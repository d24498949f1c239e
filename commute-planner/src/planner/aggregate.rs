//! Next-departure aggregation with windowed fallback.
//!
//! A single "leave now" query with alternatives is tried first. When it
//! yields nothing usable (no routes, or only departures that have already
//! gone) the aggregator samples a few single-route queries at fixed offsets
//! into the future, then merges, deduplicates and orders what came back.

use chrono::{DateTime, Utc};
use tracing::{debug, info, warn};

use crate::directions::{DepartAt, RouteQueryError, RouteSource};
use crate::domain::{Clock, Itinerary, LocationCandidate};

use super::config::PlannerConfig;
use super::rank::{deduplicate, drop_stale, sort_by_departure};

/// Where the aggregator is in its query sequence.
#[derive(Debug, Clone, Copy, PartialEq, Eq)]
pub enum FallbackState {
    /// The "leave now" query with alternatives.
    Primary,
    /// Fallback attempt `i` (index into the offset list).
    Fallback(usize),
    /// No more queries.
    Done,
}

/// Aggregates transit departures from a route source.
pub struct RouteAggregator<R, C> {
    source: R,
    clock: C,
    config: PlannerConfig,
}

impl<R: RouteSource, C: Clock> RouteAggregator<R, C> {
    pub fn new(source: R, clock: C, config: PlannerConfig) -> Self {
        Self {
            source,
            clock,
            config,
        }
    }

    /// Fetch upcoming departures from `origin` to `destination`.
    ///
    /// Returns itineraries sorted by departure time, earliest first. An
    /// empty list is a successful answer: every query was tried and none
    /// produced a usable route. Only a provider failure on the primary
    /// query is an error; fallback failures are logged and skipped.
    ///
    /// Every configured fallback offset is queried regardless of
    /// `lookahead_hours`, which is only recorded for diagnostics.
    pub async fn get_next_departures(
        &self,
        origin: &LocationCandidate,
        destination: &LocationCandidate,
        lookahead_hours: i64,
    ) -> Result<Vec<Itinerary>, RouteQueryError> {
        let now = self.clock.now();
        let offsets = self.config.fallback_offsets();
        debug!(lookahead_hours, "querying departures");
        let mut collected: Vec<Itinerary> = Vec::new();
        let mut state = FallbackState::Primary;

        loop {
            state = match state {
                FallbackState::Primary => {
                    let fresh = self.primary(origin, destination, now).await?;
                    if fresh.is_empty() {
                        info!("no current departures, sampling later times");
                        FallbackState::Fallback(0)
                    } else {
                        return Ok(sort_by_departure(fresh));
                    }
                }
                FallbackState::Fallback(i) => match offsets.get(i) {
                    Some(offset) => {
                        let depart_at = DepartAt::At(now + *offset);
                        if let Some(itinerary) =
                            self.fallback(origin, destination, depart_at).await
                        {
                            collected.push(itinerary);
                        }
                        FallbackState::Fallback(i + 1)
                    }
                    None => FallbackState::Done,
                },
                FallbackState::Done => break,
            };
        }

        let merged = sort_by_departure(deduplicate(collected));
        debug!(departures = merged.len(), "fallback complete");
        Ok(merged)
    }

    /// The primary query, with stale departures removed.
    ///
    /// `NoRoutesFound` is treated as an empty answer so that it leads into
    /// fallback rather than failing the request.
    async fn primary(
        &self,
        origin: &LocationCandidate,
        destination: &LocationCandidate,
        now: DateTime<Utc>,
    ) -> Result<Vec<Itinerary>, RouteQueryError> {
        let itineraries = match self
            .source
            .query_transit_routes(origin, destination, DepartAt::Now, true)
            .await
        {
            Ok(itineraries) => itineraries,
            Err(RouteQueryError::NoRoutesFound) => Vec::new(),
            Err(e) => return Err(e),
        };

        let returned = itineraries.len();
        let fresh = drop_stale(itineraries, now, self.config.stale_tolerance());
        debug!(returned, fresh = fresh.len(), "primary query");
        Ok(fresh)
    }

    /// One fallback attempt; only the first route is used.
    async fn fallback(
        &self,
        origin: &LocationCandidate,
        destination: &LocationCandidate,
        depart_at: DepartAt,
    ) -> Option<Itinerary> {
        match self
            .source
            .query_transit_routes(origin, destination, depart_at, false)
            .await
        {
            Ok(itineraries) => {
                let first = itineraries.into_iter().next();
                if first.is_none() {
                    debug!(depart_at = %depart_at.as_param(), "fallback query returned nothing");
                }
                first
            }
            Err(RouteQueryError::NoRoutesFound) => {
                debug!(depart_at = %depart_at.as_param(), "fallback query found no routes");
                None
            }
            Err(e) => {
                warn!(depart_at = %depart_at.as_param(), error = %e, "fallback query failed");
                None
            }
        }
    }
}

impl<R, C> std::fmt::Debug for RouteAggregator<R, C> {
    fn fmt(&self, f: &mut std::fmt::Formatter<'_>) -> std::fmt::Result {
        f.debug_struct("RouteAggregator")
            .field("config", &self.config)
            .finish_non_exhaustive()
    }
}

#[cfg(test)]
#[path = "aggregate_tests.rs"]
mod tests;
//! Mock directions API for testing without network access.
//!
//! Serves queued responses in order, one per request, and records every
//! request it sees so tests can assert on what was asked.

use std::collections::VecDeque;
use std::sync::{Arc, Mutex, MutexGuard};

use async_trait::async_trait;

use super::client::{DirectionsApi, DirectionsRequest, RequestMode};
use super::error::DirectionsError;
use super::types::DirectionsResponse;

type Reply = Result<DirectionsResponse, DirectionsError>;

#[derive(Default)]
struct MockState {
    walking: VecDeque<Reply>,
    transit: VecDeque<Reply>,
    requests: Vec<DirectionsRequest>,
}

/// Mock directions API that serves queued responses.
///
/// Walking and transit requests have separate queues. Once a queue is
/// exhausted every further request of that mode answers `ZeroResults`.
/// Clones share state.
#[derive(Clone, Default)]
pub struct MockDirections {
    state: Arc<Mutex<MockState>>,
}

impl MockDirections {
    pub fn new() -> Self {
        Self::default()
    }

    fn state(&self) -> MutexGuard<'_, MockState> {
        self.state.lock().unwrap_or_else(|e| e.into_inner())
    }

    /// Queue the reply to the next walking request.
    pub fn push_walking(&self, reply: Reply) {
        self.state().walking.push_back(reply);
    }

    /// Queue the reply to the next transit request.
    pub fn push_transit(&self, reply: Reply) {
        self.state().transit.push_back(reply);
    }

    /// Queue a transit reply parsed from a raw JSON body.
    pub fn push_transit_json(&self, json: &str) -> Result<(), DirectionsError> {
        let response: DirectionsResponse =
            serde_json::from_str(json).map_err(|e| DirectionsError::Json {
                message: e.to_string(),
                body: None,
            })?;
        self.push_transit(Ok(response));
        Ok(())
    }

    /// Every request seen so far, in order.
    pub fn requests(&self) -> Vec<DirectionsRequest> {
        self.state().requests.clone()
    }

    /// Transit requests seen so far, in order.
    pub fn transit_requests(&self) -> Vec<DirectionsRequest> {
        self.requests_for(RequestMode::Transit)
    }

    /// Walking requests seen so far, in order.
    pub fn walking_requests(&self) -> Vec<DirectionsRequest> {
        self.requests_for(RequestMode::Walking)
    }

    fn requests_for(&self, mode: RequestMode) -> Vec<DirectionsRequest> {
        self.state()
            .requests
            .iter()
            .filter(|r| r.mode == mode)
            .cloned()
            .collect()
    }

    fn next_reply(&self, request: &DirectionsRequest) -> Reply {
        let mut state = self.state();
        state.requests.push(request.clone());

        let queue = match request.mode {
            RequestMode::Walking => &mut state.walking,
            RequestMode::Transit => &mut state.transit,
        };

        queue.pop_front().unwrap_or(Err(DirectionsError::ZeroResults))
    }
}

#[async_trait]
impl DirectionsApi for MockDirections {
    async fn directions(&self, request: &DirectionsRequest) -> Reply {
        self.next_reply(request)
    }
}

/// Builders for directions DTOs used in tests.
pub mod fixtures {
    use chrono::{DateTime, Duration, Utc};

    use crate::directions::types::{
        DirectionsResponse, Leg, LegStep, Route, TextValue, TimeValue, TransitDetails,
        TransitLine, Vehicle,
    };

    fn text_value(text: String, value: i64) -> Option<TextValue> {
        Some(TextValue { text, value })
    }

    fn time_value(t: DateTime<Utc>) -> Option<TimeValue> {
        Some(TimeValue {
            text: t.format("%-I:%M %p").to_string(),
            time_zone: "America/Los_Angeles".to_string(),
            value: t.timestamp(),
        })
    }

    /// An "OK" response carrying `routes`.
    pub fn response(routes: Vec<Route>) -> DirectionsResponse {
        DirectionsResponse {
            status: "OK".to_string(),
            error_message: None,
            routes,
        }
    }

    /// A route with no legs.
    pub fn legless_route(summary: &str) -> Route {
        Route {
            summary: summary.to_string(),
            legs: vec![],
        }
    }

    /// A one-leg transit route: a short walk, then a bus ride.
    pub fn transit_route(summary: &str, depart: DateTime<Utc>, duration: Duration) -> Route {
        let walk = Duration::minutes(3).min(duration);
        let ride = duration - walk;

        Route {
            summary: summary.to_string(),
            legs: vec![Leg {
                duration: text_value(
                    format!("{} mins", duration.num_minutes()),
                    duration.num_seconds(),
                ),
                distance: text_value("3.9 mi".to_string(), 6300),
                departure_time: time_value(depart),
                arrival_time: time_value(depart + duration),
                steps: vec![
                    LegStep {
                        html_instructions: "Walk to <b>3rd Ave &amp; Pike St</b>".to_string(),
                        duration: text_value(format!("{} mins", walk.num_minutes()), walk.num_seconds()),
                        travel_mode: "WALKING".to_string(),
                        transit_details: None,
                    },
                    LegStep {
                        html_instructions: format!("Bus towards {summary}"),
                        duration: text_value(format!("{} mins", ride.num_minutes()), ride.num_seconds()),
                        travel_mode: "TRANSIT".to_string(),
                        transit_details: Some(TransitDetails {
                            departure_time: time_value(depart + walk),
                            arrival_time: time_value(depart + duration),
                            line: TransitLine {
                                name: summary.to_string(),
                                short_name: "40".to_string(),
                                vehicle: Vehicle {
                                    name: "Bus".to_string(),
                                    vehicle_type: "BUS".to_string(),
                                },
                            },
                        }),
                    },
                ],
            }],
        }
    }

    /// A walking route taking `duration` over `distance_text`.
    pub fn walking_route(duration: Duration, distance_text: &str) -> Route {
        Route {
            summary: "Pine St".to_string(),
            legs: vec![Leg {
                duration: text_value(
                    format!("{} mins", duration.num_minutes()),
                    duration.num_seconds(),
                ),
                distance: text_value(distance_text.to_string(), 0),
                departure_time: None,
                arrival_time: None,
                steps: vec![LegStep {
                    html_instructions: "Head <b>east</b> on Pine St".to_string(),
                    duration: text_value(
                        format!("{} mins", duration.num_minutes()),
                        duration.num_seconds(),
                    ),
                    travel_mode: "WALKING".to_string(),
                    transit_details: None,
                }],
            }],
        }
    }
}
//! Directions HTTP client.
//!
//! Provides an async client for a Google-Directions-shaped JSON API.
//! Handles authentication, status mapping and response parsing; conversion
//! to domain types lives in `convert`.

use std::time::Duration;

use async_trait::async_trait;
use chrono::{DateTime, Utc};
use tracing::{debug, instrument};

use crate::domain::LocationCandidate;

use super::error::DirectionsError;
use super::types::DirectionsResponse;

/// Default base URL for the directions API.
const DEFAULT_BASE_URL: &str = "https://maps.googleapis.com/maps/api";

/// Default request timeout in seconds.
const DEFAULT_TIMEOUT_SECS: u64 = 10;

/// Travel mode to request.
#[derive(Debug, Clone, Copy, PartialEq, Eq)]
pub enum RequestMode {
    Walking,
    Transit,
}

impl RequestMode {
    fn as_param(&self) -> &'static str {
        match self {
            RequestMode::Walking => "walking",
            RequestMode::Transit => "transit",
        }
    }
}

/// When the trip should start.
#[derive(Debug, Clone, Copy, PartialEq, Eq)]
pub enum DepartAt {
    /// Leave right away; the provider uses its own clock.
    Now,
    /// Leave at an explicit time.
    At(DateTime<Utc>),
}

impl DepartAt {
    /// Value of the `departure_time` query parameter.
    pub fn as_param(&self) -> String {
        match self {
            DepartAt::Now => "now".to_string(),
            DepartAt::At(t) => t.timestamp().to_string(),
        }
    }
}

/// A single directions query.
///
/// Distances are always requested in imperial units.
#[derive(Debug, Clone, PartialEq, Eq)]
pub struct DirectionsRequest {
    pub origin: LocationCandidate,
    pub destination: LocationCandidate,
    pub mode: RequestMode,
    /// `None` leaves the departure time to the provider.
    pub departure: Option<DepartAt>,
    /// Ask for alternative routes rather than just the best one.
    pub alternatives: bool,
}

impl DirectionsRequest {
    /// A walking request with no departure time and no alternatives.
    pub fn walking(origin: LocationCandidate, destination: LocationCandidate) -> Self {
        Self {
            origin,
            destination,
            mode: RequestMode::Walking,
            departure: None,
            alternatives: false,
        }
    }

    /// A transit request departing at `depart_at`.
    pub fn transit(
        origin: LocationCandidate,
        destination: LocationCandidate,
        depart_at: DepartAt,
        alternatives: bool,
    ) -> Self {
        Self {
            origin,
            destination,
            mode: RequestMode::Transit,
            departure: Some(depart_at),
            alternatives,
        }
    }

    /// Query parameters for this request, excluding the API key.
    pub fn query_params(&self) -> Vec<(&'static str, String)> {
        let mut params = vec![
            ("origin", self.origin.as_str().to_string()),
            ("destination", self.destination.as_str().to_string()),
            ("mode", self.mode.as_param().to_string()),
            ("units", "imperial".to_string()),
        ];
        if let Some(departure) = self.departure {
            params.push(("departure_time", departure.as_param()));
        }
        if self.alternatives {
            params.push(("alternatives", "true".to_string()));
        }
        params
    }
}

/// A source of raw directions responses.
///
/// This abstraction allows the route query and proximity layers to be
/// tested against canned responses.
#[async_trait]
pub trait DirectionsApi: Send + Sync {
    /// Run one directions query.
    ///
    /// Implementations return `Ok` only for an "OK" payload status; any
    /// other status is mapped through `DirectionsError::from_status`.
    async fn directions(
        &self,
        request: &DirectionsRequest,
    ) -> Result<DirectionsResponse, DirectionsError>;
}

/// Configuration for the directions client.
#[derive(Debug, Clone)]
pub struct DirectionsConfig {
    /// API key sent as the `key` query parameter
    pub api_key: String,
    /// Base URL for the API (defaults to production)
    pub base_url: String,
    /// Request timeout in seconds
    pub timeout_secs: u64,
}

impl DirectionsConfig {
    /// Create a new config with the given API key.
    pub fn new(api_key: impl Into<String>) -> Self {
        Self {
            api_key: api_key.into(),
            base_url: DEFAULT_BASE_URL.to_string(),
            timeout_secs: DEFAULT_TIMEOUT_SECS,
        }
    }

    /// Set a custom base URL (for testing).
    pub fn with_base_url(mut self, url: impl Into<String>) -> Self {
        self.base_url = url.into();
        self
    }

    /// Set request timeout.
    pub fn with_timeout(mut self, secs: u64) -> Self {
        self.timeout_secs = secs;
        self
    }
}

/// Directions API client.
#[derive(Debug, Clone)]
pub struct DirectionsClient {
    http: reqwest::Client,
    base_url: String,
    api_key: String,
}

impl DirectionsClient {
    /// Create a new directions client with the given configuration.
    pub fn new(config: DirectionsConfig) -> Result<Self, DirectionsError> {
        if config.api_key.trim().is_empty() {
            return Err(DirectionsError::Unauthorized);
        }

        let http = reqwest::Client::builder()
            .timeout(Duration::from_secs(config.timeout_secs))
            .build()?;

        Ok(Self {
            http,
            base_url: config.base_url.trim_end_matches('/').to_string(),
            api_key: config.api_key,
        })
    }
}

#[async_trait]
impl DirectionsApi for DirectionsClient {
    #[instrument(skip(self, request), fields(mode = ?request.mode, departure = ?request.departure))]
    async fn directions(
        &self,
        request: &DirectionsRequest,
    ) -> Result<DirectionsResponse, DirectionsError> {
        let url = format!("{}/directions/json", self.base_url);

        let mut params = request.query_params();
        params.push(("key", self.api_key.clone()));

        let response = self.http.get(&url).query(&params).send().await?;

        let status = response.status();

        if status == reqwest::StatusCode::UNAUTHORIZED || status == reqwest::StatusCode::FORBIDDEN
        {
            return Err(DirectionsError::Unauthorized);
        }

        if status == reqwest::StatusCode::TOO_MANY_REQUESTS {
            return Err(DirectionsError::RateLimited);
        }

        if !status.is_success() {
            let body = response.text().await.unwrap_or_default();
            return Err(DirectionsError::ApiError {
                status: status.as_u16(),
                message: body,
            });
        }

        let body = response.text().await?;

        let parsed: DirectionsResponse =
            serde_json::from_str(&body).map_err(|e| DirectionsError::Json {
                message: e.to_string(),
                body: Some(body.chars().take(500).collect()),
            })?;

        debug!(
            status = %parsed.status,
            routes = parsed.routes.len(),
            "directions response"
        );

        if parsed.status != "OK" {
            return Err(DirectionsError::from_status(
                &parsed.status,
                parsed.error_message.as_deref(),
            ));
        }

        Ok(parsed)
    }
}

Try it: Within the records above, work out on how many lines the string "rather" appears, and give only that number.

Task solution: 2